= TASK DIRECTIONS =
Please report how many lines below contain "kernels", writing nothing except the number.

= THE INPUT =
-------
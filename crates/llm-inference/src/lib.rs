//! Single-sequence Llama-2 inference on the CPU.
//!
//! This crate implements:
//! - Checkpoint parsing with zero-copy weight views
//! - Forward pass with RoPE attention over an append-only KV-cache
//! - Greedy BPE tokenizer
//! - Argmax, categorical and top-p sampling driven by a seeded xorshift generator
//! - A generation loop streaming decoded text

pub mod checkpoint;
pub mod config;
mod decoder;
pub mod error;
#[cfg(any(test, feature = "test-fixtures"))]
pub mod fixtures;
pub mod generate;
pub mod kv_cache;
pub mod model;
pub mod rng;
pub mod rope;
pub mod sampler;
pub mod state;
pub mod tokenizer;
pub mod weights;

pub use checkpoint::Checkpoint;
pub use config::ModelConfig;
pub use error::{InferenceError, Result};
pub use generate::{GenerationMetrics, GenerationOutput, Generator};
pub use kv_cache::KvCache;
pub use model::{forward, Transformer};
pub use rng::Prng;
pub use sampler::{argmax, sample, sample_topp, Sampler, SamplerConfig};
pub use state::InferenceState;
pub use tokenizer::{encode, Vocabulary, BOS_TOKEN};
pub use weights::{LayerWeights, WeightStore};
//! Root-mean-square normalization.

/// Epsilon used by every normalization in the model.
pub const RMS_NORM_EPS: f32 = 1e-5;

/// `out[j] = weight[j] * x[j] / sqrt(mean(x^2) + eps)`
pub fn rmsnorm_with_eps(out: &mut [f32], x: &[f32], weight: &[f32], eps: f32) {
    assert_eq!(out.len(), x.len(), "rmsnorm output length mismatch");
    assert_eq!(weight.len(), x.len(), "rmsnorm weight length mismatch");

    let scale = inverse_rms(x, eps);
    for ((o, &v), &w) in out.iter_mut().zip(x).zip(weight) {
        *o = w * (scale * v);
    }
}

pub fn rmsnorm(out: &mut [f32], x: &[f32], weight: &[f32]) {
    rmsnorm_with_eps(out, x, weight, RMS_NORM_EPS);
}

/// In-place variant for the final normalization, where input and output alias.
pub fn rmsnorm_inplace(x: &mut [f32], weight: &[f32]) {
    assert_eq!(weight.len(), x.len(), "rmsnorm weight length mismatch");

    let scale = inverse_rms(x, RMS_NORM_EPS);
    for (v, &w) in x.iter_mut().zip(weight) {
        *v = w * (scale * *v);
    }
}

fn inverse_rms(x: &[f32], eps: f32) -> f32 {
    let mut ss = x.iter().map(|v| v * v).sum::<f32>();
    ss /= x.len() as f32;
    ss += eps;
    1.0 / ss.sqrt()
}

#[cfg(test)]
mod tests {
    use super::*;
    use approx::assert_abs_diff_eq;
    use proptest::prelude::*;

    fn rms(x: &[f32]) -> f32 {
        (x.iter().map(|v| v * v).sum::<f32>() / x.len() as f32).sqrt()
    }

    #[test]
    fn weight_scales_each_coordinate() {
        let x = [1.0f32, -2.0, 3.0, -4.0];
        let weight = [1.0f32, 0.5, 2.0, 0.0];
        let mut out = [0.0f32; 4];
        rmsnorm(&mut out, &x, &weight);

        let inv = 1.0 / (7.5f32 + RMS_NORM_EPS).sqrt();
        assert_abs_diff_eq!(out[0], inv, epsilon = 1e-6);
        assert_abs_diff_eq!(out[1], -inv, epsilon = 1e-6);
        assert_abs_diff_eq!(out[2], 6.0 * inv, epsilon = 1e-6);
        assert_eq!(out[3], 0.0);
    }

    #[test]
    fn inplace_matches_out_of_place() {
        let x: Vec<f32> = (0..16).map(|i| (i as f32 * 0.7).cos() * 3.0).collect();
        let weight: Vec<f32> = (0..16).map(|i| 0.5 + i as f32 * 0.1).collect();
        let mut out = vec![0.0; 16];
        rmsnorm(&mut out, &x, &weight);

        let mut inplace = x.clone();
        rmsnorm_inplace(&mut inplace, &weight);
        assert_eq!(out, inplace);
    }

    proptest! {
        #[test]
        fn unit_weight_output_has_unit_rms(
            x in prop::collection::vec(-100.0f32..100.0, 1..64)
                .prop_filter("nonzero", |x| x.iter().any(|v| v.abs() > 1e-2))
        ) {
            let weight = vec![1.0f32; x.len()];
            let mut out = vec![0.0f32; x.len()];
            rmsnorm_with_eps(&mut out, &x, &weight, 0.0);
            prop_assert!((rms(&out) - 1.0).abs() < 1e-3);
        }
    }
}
-------
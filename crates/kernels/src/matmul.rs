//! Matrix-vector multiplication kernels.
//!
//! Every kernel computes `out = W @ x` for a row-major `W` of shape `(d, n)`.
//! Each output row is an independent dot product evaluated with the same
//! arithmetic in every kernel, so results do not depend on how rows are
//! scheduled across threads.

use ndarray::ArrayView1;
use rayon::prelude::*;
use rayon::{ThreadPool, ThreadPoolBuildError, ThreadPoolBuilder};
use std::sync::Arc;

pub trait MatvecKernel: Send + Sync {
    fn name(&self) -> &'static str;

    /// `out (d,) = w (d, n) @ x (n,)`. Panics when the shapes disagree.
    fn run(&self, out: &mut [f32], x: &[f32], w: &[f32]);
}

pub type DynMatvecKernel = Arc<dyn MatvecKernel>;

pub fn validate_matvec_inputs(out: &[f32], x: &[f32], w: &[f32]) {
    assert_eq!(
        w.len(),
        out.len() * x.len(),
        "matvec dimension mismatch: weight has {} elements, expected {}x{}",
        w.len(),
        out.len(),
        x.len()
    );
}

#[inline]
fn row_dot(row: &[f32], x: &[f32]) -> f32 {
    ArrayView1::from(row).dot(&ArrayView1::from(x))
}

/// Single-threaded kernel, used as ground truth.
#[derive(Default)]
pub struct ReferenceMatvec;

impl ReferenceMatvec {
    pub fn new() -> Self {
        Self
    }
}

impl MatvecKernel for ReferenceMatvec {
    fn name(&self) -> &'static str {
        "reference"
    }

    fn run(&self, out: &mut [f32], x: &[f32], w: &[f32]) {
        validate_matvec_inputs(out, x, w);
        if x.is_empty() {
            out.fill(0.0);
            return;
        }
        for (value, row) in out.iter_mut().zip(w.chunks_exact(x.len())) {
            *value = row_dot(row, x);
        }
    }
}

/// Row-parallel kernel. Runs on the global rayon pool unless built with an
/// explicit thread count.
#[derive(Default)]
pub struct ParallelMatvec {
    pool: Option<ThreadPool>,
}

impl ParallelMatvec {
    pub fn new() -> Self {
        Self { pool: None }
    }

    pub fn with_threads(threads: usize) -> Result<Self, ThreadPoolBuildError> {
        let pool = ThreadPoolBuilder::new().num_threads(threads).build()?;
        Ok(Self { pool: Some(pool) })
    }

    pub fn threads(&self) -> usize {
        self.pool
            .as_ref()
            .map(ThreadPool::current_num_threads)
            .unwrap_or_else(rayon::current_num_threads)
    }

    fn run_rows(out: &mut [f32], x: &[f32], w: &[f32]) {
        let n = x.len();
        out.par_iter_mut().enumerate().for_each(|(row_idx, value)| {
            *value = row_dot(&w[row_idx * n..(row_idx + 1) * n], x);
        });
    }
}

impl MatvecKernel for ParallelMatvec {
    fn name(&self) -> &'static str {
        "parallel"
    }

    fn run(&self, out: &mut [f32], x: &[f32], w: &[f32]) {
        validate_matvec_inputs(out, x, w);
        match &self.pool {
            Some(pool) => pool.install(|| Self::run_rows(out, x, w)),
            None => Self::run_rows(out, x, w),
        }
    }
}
-------
= RESPONSE TO THIS TASK =
2